12 Months of Real-Time Digital Chemistry in 3-Phase Flow - Lessons Learned and Plans Forward

Lovell, John (MicroSilicon Inc) | Kulbrandstad, Omar (MicroSilicon Inc) | Madem, Sai (MicroSilicon Inc) | Godoy, Manuel (MicroSilicon Inc)

OnePetro 

Abstract

By miniaturizing and ruggedizing equipment used for quantum paramagnetic spectroscopy, it is now possible to take a real-time chemical snapshot of molecules flowing through the wellhead or other surface fixtures. The digital time-series captures unique chemical properties of the fluid, such as the percentage of asphaltene in the oil, the oil-water ratio and gas-oil ratio. That data can be transmitted via industry-standard cloud protocols and be monitored from a global service center. 12 months of real-time data has been collected from operations around the world and the real-time monitoring has enabled prompt feedback for upgrades in both hardware and software. In a three-phase well configuration that had high rates of both water (over 90%) and gas (~1 MMSCf/day), this feedback drove some significant hardware modifications in order to optimize the consistency of asphaltene data.
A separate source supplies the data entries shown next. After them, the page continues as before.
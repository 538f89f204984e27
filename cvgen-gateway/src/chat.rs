//! Chat orchestration: one inbound user message in, one model reply out.
//!
//! The orchestrator resolves the session, appends the message, assembles a
//! bounded prompt from the persona text plus recent turns, and delegates to
//! the completion provider. Provider failures never surface to the client
//! on this path; the user always receives some text.

use crate::provider::{CompletionProvider, CompletionRequest};
use crate::session::{SessionStore, Turn};
use cvgen_common::{Error, Result};
use std::sync::Arc;

/// Reply used whenever the provider fails or returns no usable text.
pub const FALLBACK_REPLY: &str = "AI returned no text";

/// Fixed persona and domain knowledge prepended to every prompt.
const SYSTEM_MESSAGE: &str = r#"You are the built-in AI assistant for this website. You behave like a normal powerful AI and can answer ANY question: general knowledge, coding, math, explanations, advice, etc.
You also know everything about this website and its CV generator features, so you can help users directly if their questions relate to it.

ABOUT THE WEBSITE:
This website is a professional CV generator that creates:
1. A visually styled Normal CV (blue + grey theme with icons)
2. A clean, white ATS-friendly CV (no icons, no hobbies)

THE NORMAL CV:
- Blue & grey design
- Icons before each section
- Skill bars automatically fill based on skill level
  Example: Python-80 → shows a bar filled 80%
- Fully downloadable as PDF

THE ATS CV:
- Plain white
- Simple formatting
- No icons, no colors
- No hobbies section
- Designed for Applicant Tracking Systems
- Fully downloadable as PDF

5 BUTTONS ON THE WEBSITE:
1. Preview Normal CV
2. Download Normal CV
3. Preview ATS CV
4. Download ATS CV
5. Open AI (opens you)

REQUIRED USER INPUT FORMATS (Very Important):
• WORK EXPERIENCE → Role | Company | Year | Description
• EDUCATION → Degree | Institute | Year
• SKILLS → SkillName-Number, SkillName-Number (e.g., Python-90, JavaScript-60)
• LANGUAGES → english, hindi, french (comma-separated)
• HOBBIES → reading, coding, football (comma-separated)

Your Behavior:
- Act like a full-featured AI for all questions.
- Try to keep responses short.
- Be helpful, smart, clear, and friendly.
"#;

/// Outcome of one handled chat message.
#[derive(Debug, Clone)]
pub struct ChatOutcome {
    pub reply: String,
    pub session_id: String,
}

/// Turns one inbound user message into one model-generated reply.
pub struct ChatOrchestrator {
    provider: Arc<dyn CompletionProvider>,
    store: Arc<SessionStore>,
    model: String,
}

impl ChatOrchestrator {
    pub fn new(
        provider: Arc<dyn CompletionProvider>,
        store: Arc<SessionStore>,
        model: impl Into<String>,
    ) -> Self {
        Self {
            provider,
            store,
            model: model.into(),
        }
    }

    /// The session store backing this orchestrator.
    pub fn store(&self) -> &Arc<SessionStore> {
        &self.store
    }

    /// Handle one chat message for an optional existing session.
    ///
    /// An empty message is rejected before any session is created or
    /// mutated. Provider failures degrade to [`FALLBACK_REPLY`] rather than
    /// failing the request.
    pub async fn handle_chat(
        &self,
        message: &str,
        session_id: Option<&str>,
    ) -> Result<ChatOutcome> {
        if message.trim().is_empty() {
            return Err(Error::InvalidInput("No message provided".into()));
        }

        let session_id = self.store.get_or_create(session_id);
        self.store.append_turn(&session_id, Turn::user(message));

        // Snapshot after the append so the prompt includes this message
        let turns = self.store.turns(&session_id).unwrap_or_default();
        let input = build_prompt(&turns);

        let request = CompletionRequest {
            model: self.model.clone(),
            input,
        };

        let reply = match self.provider.complete(request).await {
            Ok(completion) => {
                tracing::info!(
                    session_id = %session_id,
                    model = %completion.model,
                    latency_ms = completion.latency_ms,
                    "Completion received"
                );
                completion.text
            }
            Err(e) => {
                // Absorbed: the client still gets a reply, never a raw error
                tracing::warn!(
                    session_id = %session_id,
                    provider = %e.provider,
                    status = ?e.status_code,
                    error = %e.message,
                    "Provider call failed, using fallback reply"
                );
                FALLBACK_REPLY.to_string()
            }
        };

        self.store
            .append_turn(&session_id, Turn::assistant(reply.clone()));

        Ok(ChatOutcome { reply, session_id })
    }

    /// Issue a trivial priming call to mask first-call latency.
    ///
    /// Purely diagnostic: success or failure has no effect on correctness.
    pub async fn warm_up(&self) -> Result<u64> {
        let request = CompletionRequest {
            model: self.model.clone(),
            input: "hi".into(),
        };

        match self.provider.complete(request).await {
            Ok(completion) => {
                tracing::info!(latency_ms = completion.latency_ms, "Warm-up call completed");
                Ok(completion.latency_ms)
            }
            Err(e) => {
                tracing::warn!(error = %e, "Warm-up call failed");
                Err(Error::Provider(e.message))
            }
        }
    }
}

/// Serialize the persona text and turn history into one prompt string.
///
/// Turns keep their chronological order and get explicit role labels,
/// matching what the model was prompted with on every previous call.
fn build_prompt(turns: &[Turn]) -> String {
    let mut prompt = String::with_capacity(
        SYSTEM_MESSAGE.len() + turns.iter().map(|t| t.content.len() + 16).sum::<usize>(),
    );
    prompt.push_str(SYSTEM_MESSAGE);
    prompt.push('\n');

    for turn in turns {
        prompt.push('\n');
        prompt.push_str(turn.role.label());
        prompt.push_str(": ");
        prompt.push_str(&turn.content);
    }

    prompt
}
The heart of the system is a microwave resonator that was designed to receive fluid at wellhead conditions with minimal reduction from wellhead pressure and temperature. The parameters of the resonator were optimized to maximize microwave intensity for typical oilfield fluids. A tailor-made set-up of fluid accumulator and control-valves upstream of the resonator ensured that the resonator could obtain samples that were mostly oil. By combining the resonator with a solenoid that created a large magnetic field across the oil, the resulting system provided spectroscopic data similar to that available in chemical laboratories but in a smaller package and one that tolerates some gas and conductive water in the oil. The combined quantum data is now provided continuously to the operator via a cloud or other communication architecture of operator choosing. It is anticipated that the resulting Internet of Things (IoT) system will make possible the optimization of chemical program and asphaltene remediation by incorporating system data with integrated flow assurance management. Qualification for offshore is ongoing with 5ksi pressure certification already achieved.

It was not obvious before installation, but once the 3-phase system was installed and the data transmitting in real-time, it became clear that software to automatically extract asphaltene information from spectral data needed to be able to cope with sudden and large changes in both asphaltene level and water-cut/gas-oil ratio which in turn required building an adaptive software model. Asphaltene percentage at one producing well was seen to vary from 0.3% to 3% in a single day. It was also discovered from the cloud-based monitoring that daily temperature variation introduced a phase variation in the shape of the sensor response. Correct derivation of spectral voltages was achieved through the combination of machine learning, model-based analysis and additional diagnostic data such as the quality factor of the resonator and its resonance frequency. As a consequence, the AI-based software could extract the not only the asphaltene percentage but the oil-water cut in the resonator and its gas-oil ratio.

For the first time, it is now possible to make a change in, say injected chemicals, look at the times-series data for the corresponding change in asphaltene and then adjust the chemicals accordingly. Such frequency of sampling (and volume of data) would be too much to handle with samples collected by hand. This device lays the platform for a multiplicity of chemical sensors to be connected to the cloud in real-time and in turn sets the stage to take the hardware offshore and eventually to subsea.